David Denby, The New Yorker:
Christopher Nolan, the British-born director of “Memento” and of the two most recent Batman movies, appears to believe that if he can do certain things in cinema—especially very complicated things—then he has to do them. But why? To what end? His new movie, “Inception,” is an astonishment, an engineering feat, and, finally, a folly. Nolan has devoted his extraordinary talents not to some weighty, epic theme or terrific comic idea but to a science-fiction thriller that exploits dreams as a vehicle for doubling and redoubling action sequences. He has been contemplating the movie for ten years, and as movie technology changed he must have realized that he could do more and more complex things. He wound up overcooking the idea. Nolan gives us dreams within dreams (people dream that they’re dreaming); he also stages action within different levels of dreaming—deep, deeper, and deepest, with matching physical movements played out at each level—all of it cut together with trombone-heavy music by Hans Zimmer, which pounds us into near-deafness, if not quite submission. Now and then, you may discover that the effort to keep up with the multilevel tumult kills your pleasure in the movie. “Inception” is a stunning-looking film that gets lost in fabulous intricacies, a movie devoted to its own workings and to little else....

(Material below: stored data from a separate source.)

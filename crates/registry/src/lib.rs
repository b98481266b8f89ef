//! Tether cache registry: one live watch session per [`CacheKey`].
//!
//! Registration builds the session, starts its driver on a background task, waits for
//! the first listing and hands a change sub-stream to the registry-wide hook. Any
//! failure along the way removes the entry and cancels the task again, so a failed
//! `register` leaves the table as it found it.

#![forbid(unsafe_code)]

use std::sync::atomic::{AtomicU32, AtomicU64, Ordering};
use std::sync::{Arc, Mutex, MutexGuard};

use arc_swap::ArcSwapOption;
use rustc_hash::FxHashMap;
use serde_json::Value;
use tether_core::config::Settings;
use tether_core::{CacheKey, Error, ParentLink, ResourceIdentity, Result};
use tether_kubehub::{effective_identity, RemoteStore, SubStream, WatchSession};
use tether_store::ObjectCache;
use tokio::sync::mpsc;
use tokio_util::sync::CancellationToken;
use tracing::{debug, info, warn};

/// Called once per successful registration with the change stream of the new session.
pub type RegisterFn = Box<dyn Fn(SubStream, ParentLink) -> Result<()> + Send + Sync>;

struct CacheEntry {
    id: u64,
    cache: ObjectCache,
    cancel: CancellationToken,
    started: Arc<AtomicU32>,
    identity: ResourceIdentity,
    parent: ParentLink,
}

pub struct CacheRegistry {
    entries: Mutex<FxHashMap<CacheKey, CacheEntry>>,
    hook: ArcSwapOption<RegisterFn>,
    next_id: AtomicU64,
    settings: Settings,
}

impl CacheRegistry {
    pub fn new(settings: Settings) -> Self {
        Self { entries: Mutex::new(FxHashMap::default()), hook: ArcSwapOption::empty(), next_id: AtomicU64::new(1), settings }
    }

    pub fn settings(&self) -> &Settings { &self.settings }

    fn lock(&self) -> MutexGuard<'_, FxHashMap<CacheKey, CacheEntry>> {
        self.entries.lock().unwrap_or_else(|e| e.into_inner())
    }

    pub fn set_register_fn<F>(&self, hook: F)
    where
        F: Fn(SubStream, ParentLink) -> Result<()> + Send + Sync + 'static,
    {
        self.hook.store(Some(Arc::new(Box::new(hook))));
    }

    pub fn contains(&self, key: &CacheKey) -> bool { self.lock().contains_key(key) }

    pub fn len(&self) -> usize { self.lock().len() }

    pub fn is_empty(&self) -> bool { self.len() == 0 }

    pub fn keys(&self) -> Vec<CacheKey> { self.lock().keys().cloned().collect() }

    /// How often the background task of `key` has started. Diagnostics only.
    pub fn started_count(&self, key: &CacheKey) -> Option<u32> {
        self.lock().get(key).map(|e| e.started.load(Ordering::SeqCst))
    }

    pub fn parent_of(&self, key: &CacheKey) -> Option<ParentLink> {
        self.lock().get(key).map(|e| e.parent.clone())
    }

    /// The locally cached object behind `key`. `NotFound` when the watch has not seen it.
    pub fn cached_object(&self, key: &CacheKey) -> Result<Arc<Value>> {
        let found = self.lock().get(key).map(|e| (e.cache.clone(), e.identity.clone()));
        let (cache, identity) =
            found.ok_or_else(|| Error::Configuration(format!("no cache registered for {}", key)))?;
        cache
            .get(identity.namespace(), &identity.name)
            .ok_or_else(|| Error::NotFound(format!("{} not present on {}", identity, key.endpoint)))
    }

    /// Start watching `key` unless a session for it already exists.
    pub async fn register(&self, key: &CacheKey, store: Arc<dyn RemoteStore>, parent: ParentLink) -> Result<()> {
        if self.contains(key) {
            debug!(key = %key, "cache already registered");
            return Ok(());
        }
        if store.endpoint() != &key.endpoint {
            return Err(Error::Configuration(format!(
                "store for {} cannot serve cache key {}",
                store.endpoint(),
                key
            )));
        }
        let identity = effective_identity(store.as_ref(), &key.resource, &self.settings.default_namespace).await?;
        let session = store.watch_scoped(&identity).await?;
        let driver = session
            .take_driver()
            .ok_or_else(|| Error::Transport(format!("watch for {} was already started", identity)))?;

        let id = self.next_id.fetch_add(1, Ordering::Relaxed);
        let cancel = CancellationToken::new();
        let started = Arc::new(AtomicU32::new(0));
        {
            let mut entries = self.lock();
            if entries.contains_key(key) {
                // lost the insert race; the unstarted driver goes with the session
                debug!(key = %key, "concurrent registration won");
                return Ok(());
            }
            entries.insert(
                key.clone(),
                CacheEntry {
                    id,
                    cache: session.cache().clone(),
                    cancel: cancel.clone(),
                    started: Arc::clone(&started),
                    identity: identity.clone(),
                    parent: parent.clone(),
                },
            );
        }

        let label = key.to_string();
        let own_cancel = cancel.clone();
        tokio::spawn(async move {
            started.fetch_add(1, Ordering::SeqCst);
            tokio::select! {
                _ = cancel.cancelled() => debug!(key = %label, "watch cancelled"),
                _ = driver => warn!(key = %label, "watch driver ended"),
            }
        });

        match self.complete(key, store.as_ref(), &session, parent).await {
            Ok(()) => {
                metrics::counter!("registry_register_total", 1u64);
                info!(key = %key, identity = %identity, "cache registered");
                Ok(())
            }
            Err(e) => Err(self.rollback(key, id, &own_cancel, e)),
        }
    }

    async fn complete(&self, key: &CacheKey, store: &dyn RemoteStore, session: &WatchSession, parent: ParentLink) -> Result<()> {
        let timeout = self.settings.sync_timeout;
        if !session.wait_for_sync(timeout).await {
            return Err(Error::Timeout(format!("cache for {} did not sync within {:?}", key, timeout)));
        }
        let sub = store.sub_stream(session, &session.identity().gvk)?;
        let hook = self
            .hook
            .load_full()
            .ok_or_else(|| Error::Configuration("cache registry has no register hook".into()))?;
        (hook.as_ref())(sub, parent)
    }

    fn rollback(&self, key: &CacheKey, id: u64, cancel: &CancellationToken, original: Error) -> Error {
        metrics::counter!("registry_rollback_total", 1u64);
        warn!(key = %key, error = %original, "registration failed; rolling back");
        cancel.cancel();
        // a concurrent unregister may have replaced the entry; leave that one alone
        let owned = self.lock().get(key).map(|e| e.id == id).unwrap_or(false);
        if !owned {
            return original;
        }
        match self.unregister(key) {
            Ok(()) => original,
            Err(rollback) => Error::Rollback { original: Box::new(original), rollback: Box::new(rollback) },
        }
    }

    /// Cancel and forget the session of `key`. Does not wait for the task to exit.
    pub fn unregister(&self, key: &CacheKey) -> Result<()> {
        let removed = self.lock().remove(key);
        match removed {
            Some(entry) => {
                entry.cancel.cancel();
                info!(key = %key, "cache unregistered");
                Ok(())
            }
            None => {
                debug!(key = %key, "unregister of unknown cache");
                Ok(())
            }
        }
    }

    /// Cancel every session; used at shutdown.
    pub fn clear(&self) {
        let drained: Vec<CacheEntry> = self.lock().drain().map(|(_, e)| e).collect();
        for e in &drained {
            e.cancel.cancel();
        }
        if !drained.is_empty() {
            info!(count = drained.len(), "all caches unregistered");
        }
    }
}

/// Hook forwarding every change of a sub-stream into `tx` as the parent to re-reconcile.
pub fn trigger_hook(tx: mpsc::Sender<ParentLink>) -> impl Fn(SubStream, ParentLink) -> Result<()> + Send + Sync + 'static {
    move |mut sub: SubStream, parent: ParentLink| {
        if tx.is_closed() {
            return Err(Error::Configuration("trigger queue is closed".into()));
        }
        let tx = tx.clone();
        tokio::spawn(async move {
            while let Some(change) = sub.next().await {
                debug!(parent = %parent, object = %sub.identity(), epoch = change.epoch, kind = ?change.kind, "watched object changed");
                if tx.send(parent.clone()).await.is_err() {
                    break;
                }
            }
        });
        Ok(())
    }
}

Summarizing the movie makes it sound saner than it is. For long stretches, you’re not sure whether you’re in dream or reality, which isn’t nearly as much fun as Nolan must have imagined it to be. Bizarre oddities, which complicate the puzzle but are meaningless in themselves, flash by in an instant. The actors, trying to suggest familiarity with the task of dream invasion, spin off gibberish in the most casual way. Parodies, I assume, will follow on YouTube. And the theologians of pop culture, taking a break from “The Matrix,” will analyze the over-articulate structure of “Inception” for mighty significances....

I would like to plant in Christopher Nolan’s head the thought that he might consider working more simply next time. His way of dodging powerful emotion is beginning to look like a grand-scale version of a puzzle-maker’s obsession with mazes and tropes.

Norm's review:
There are only two (small) things wrong with this movie:
(1) I didn't know what the hell was happening throughout the movie. It might not have helped that I fell asleep for a period of time during the movie, but I put the blame for that on Christopher Nolan.
(2) The movie went on FOR-EVVVV-ERRRR (148 excruciating, painfully slow minutes, to be exact).

So there you go. If you are one of the few who haven't yet seen this movie, you can believe Shawn Levy, or you can believe David Denby. Personally, I side with David Denby. (You can tell I don't get out much.)